JACKSON -- City public-works and utilities employees will consider unionization next month.
A vote on the question is scheduled for March 19 at Jackson City Hall. State Board of Mediation officials will oversee the election.
If approved, the workers would become members of International Brotherhood of Electrical Workers Local 702 based in West Frankfort, Ill.
Fifty one of the Jackson's 104 workers are affected. A simple majority of 26 yes votes is required to bring in the union.
Only employees in the electric, power-and-water, sanitation, water-line, street, waste-water, parks, cemetery, maintenance, building-maintenance and building-and-planning departments will be eligible to participate.
The Jackson Board of Aldermen is unanimously opposed to the union effort and will issue a collective statement about it later, said Alderman Val Tuschoff.
Mayor Paul Sander said, "We certainly support their right to make the effort if that's what they want." However, he questioned the wisdom of allowing an out-of-state organization a hand in the day-to-day operation of the city.
"I hold no animosity towards our employees, but I feel like we are better served by taking care of ourselves," Sander said.

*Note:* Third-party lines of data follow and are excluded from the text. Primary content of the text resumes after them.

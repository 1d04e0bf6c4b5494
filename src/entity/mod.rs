mod permit;
mod species;

pub use permit::{
    format_tracking_number, Applicant, ApplicantRole, CompensationMethod, CompensationPlan,
    Condition, Documents, Location, NewPermit, Permit, PermitStatus, RequestType, RiskLevel,
    Ruling, RulingDecision, RulingInput, SiteVisit, TreeSnapshot, DEFAULT_VALIDITY_DAYS,
    MAX_VALIDITY_DAYS,
};
pub use species::{Species, SpeciesCategory};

Ron D. Brown, a city electric employee and a union supporter, referred all comments to the union's West Frankfort office.
Don Woolridge, assistant business manager of Local 702, said the union has been working with city employees for more than a year. The union can ensure workers a voice in the workplace and provide job security, Woolridge said.

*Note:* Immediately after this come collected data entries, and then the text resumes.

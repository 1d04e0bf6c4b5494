use thiserror::Error;

#[derive(Error, Debug)]
pub enum ArboreaError {
    #[error("Not in an arborea project. Run 'arborea init' first.")]
    NotInitialized,

    #[error("Already initialized. Remove .arborea/ to reinitialize.")]
    AlreadyInitialized,

    #[error("Invalid {field}: {message}")]
    Validation { field: String, message: String },

    #[error("Illegal status transition: {from} -> {to}")]
    IllegalTransition { from: String, to: String },

    #[error("Permit not found: {0}")]
    PermitNotFound(String),

    #[error("Species not found: {0}")]
    SpeciesNotFound(String),

    #[error("Storage error: {0}")]
    Storage(String),

    #[error("IO error: {0}")]
    Io(#[from] std::io::Error),

    #[error("JSON error: {0}")]
    Json(#[from] serde_json::Error),
}

impl ArboreaError {
    /// Shorthand for a field-level validation failure.
    pub fn validation(field: &str, message: impl Into<String>) -> Self {
        ArboreaError::Validation {
            field: field.to_string(),
            message: message.into(),
        }
    }
}

impl From<rusqlite::Error> for ArboreaError {
    fn from(e: rusqlite::Error) -> Self {
        ArboreaError::Storage(format!("SQLite error: {}", e))
    }
}

pub type Result<T> = std::result::Result<T, ArboreaError>;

"Management has the right to make changes, but at least with a union it can't make unilateral changes, he said. "They have to sit down and talk about it."

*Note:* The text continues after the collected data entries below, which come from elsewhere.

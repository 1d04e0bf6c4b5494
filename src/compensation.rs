//! Replacement-tree compensation calculation.
//!
//! Number of trees to plant for an approved intervention:
//! `max(1, ceil((DAP_cm / 10) * coefficient))`. A permit that owes
//! compensation always owes at least one tree, however small the trunk.

use chrono::{DateTime, Utc};
use serde::{Deserialize, Serialize};

/// Human-readable formula stored with every calculation.
pub const FORMULA: &str = "ceil((DAP/10)*coeficiente)";

/// Inputs and result of one calculation, kept so the number on the permit
/// stays verifiable even if the diameter or coefficient fields are later
/// edited.
#[derive(Debug, Clone, PartialEq, Serialize, Deserialize)]
pub struct CompensationAudit {
    pub dbh_cm: f64,
    pub coefficient: f64,
    pub formula: String,
    pub result: u32,
    pub computed_at: DateTime<Utc>,
}

/// Pure formula. Callers must pass positive inputs; see [`compute`] for the
/// missing-input-tolerant entry point.
pub fn trees_to_plant(dbh_cm: f64, coefficient: f64) -> u32 {
    let raw = (dbh_cm / 10.0) * coefficient;
    (raw.ceil() as u32).max(1)
}

/// Calculate compensation if both inputs are present and positive.
///
/// Returns `None` when an input is missing or non-positive: the calculation
/// is skipped, not failed, and the decision falls to a human reviewer.
pub fn compute(dbh_cm: Option<f64>, coefficient: Option<f64>) -> Option<CompensationAudit> {
    let dbh_cm = dbh_cm.filter(|d| *d > 0.0)?;
    let coefficient = coefficient.filter(|c| *c > 0.0)?;

    let result = trees_to_plant(dbh_cm, coefficient);
    Some(CompensationAudit {
        dbh_cm,
        coefficient,
        formula: FORMULA.to_string(),
        result,
        computed_at: Utc::now(),
    })
}

#[cfg(test)]
mod tests {
    use super::*;

    #[test]
    fn test_roble_scenario() {
        // Roble has coefficient 2.0: ceil(45/10 * 2.0) = 9
        assert_eq!(trees_to_plant(45.0, 2.0), 9);
    }

    #[test]
    fn test_floor_of_one_for_tiny_trunks() {
        // ceil(0.3 * 0.5) = ceil(0.15) = 1
        assert_eq!(trees_to_plant(3.0, 0.5), 1);
        assert_eq!(trees_to_plant(0.1, 0.1), 1);
    }

    #[test]
    fn test_matches_ceiling_for_valid_inputs() {
        for (dbh, coef) in [(45.0f64, 1.5), (60.0, 1.0), (12.5, 0.8), (100.0, 2.0)] {
            let expected = ((dbh / 10.0) * coef).ceil() as u32;
            let got = trees_to_plant(dbh, coef);
            assert_eq!(got, expected.max(1));
            assert!(got >= 1);
        }
    }

    #[test]
    fn test_idempotent() {
        assert_eq!(trees_to_plant(45.0, 2.0), trees_to_plant(45.0, 2.0));
    }

    #[test]
    fn test_compute_skips_missing_inputs() {
        assert!(compute(None, Some(1.0)).is_none());
        assert!(compute(Some(45.0), None).is_none());
        assert!(compute(None, None).is_none());
    }

    #[test]
    fn test_compute_skips_non_positive_inputs() {
        assert!(compute(Some(0.0), Some(1.0)).is_none());
        assert!(compute(Some(-5.0), Some(1.0)).is_none());
        assert!(compute(Some(45.0), Some(0.0)).is_none());
    }

    #[test]
    fn test_compute_records_audit() {
        let audit = compute(Some(45.0), Some(2.0)).unwrap();
        assert_eq!(audit.result, 9);
        assert_eq!(audit.dbh_cm, 45.0);
        assert_eq!(audit.coefficient, 2.0);
        assert_eq!(audit.formula, FORMULA);
    }
}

The issue of job security is of heightened importance for electric-plant workers as pending industry deregulation could lead to much downsizing and the loss of jobs, Woolridge said.
To trigger a union vote, only 30 percent of targeted employees need express interest in unionizing. Woolridge said the union is confident it can produce a majority.
"We think the support is there. If we didn't we wouldn't have asked for a vote," Woolridge said.
Local 702 represents approximately 4,700 workers in Missouri, Illinois and Indiana. In Southeast Missouri it represents employees of the Sikeston electric and water systems, Union Electric and most of the region's rural electric cooperatives.
City Administrator Steve Wilson said city employees have been contacted by unions in the past but this is the first time a vote on unionization will be held.
"In my opinion, unionizing would not be in the best interests of the employees," said Wilson. "Moreover, it would not be in the best interest of Jackson and its residents."
In a letter to city employees issued last Friday, Wilson stressed similar sentiments.
He said the city already provides an excellent salary and benefits package and has a positive relationship with its employees. A union, in his opinion, could not improve these items and would impede the city and its workers from direct cooperation on important issues.
"There is nothing that a union can require the city to do except cause the city to spend time and money dealing with the union, when that time and money could be better spent solving the problems of the citizens of Jackson," Wilson said in the letter.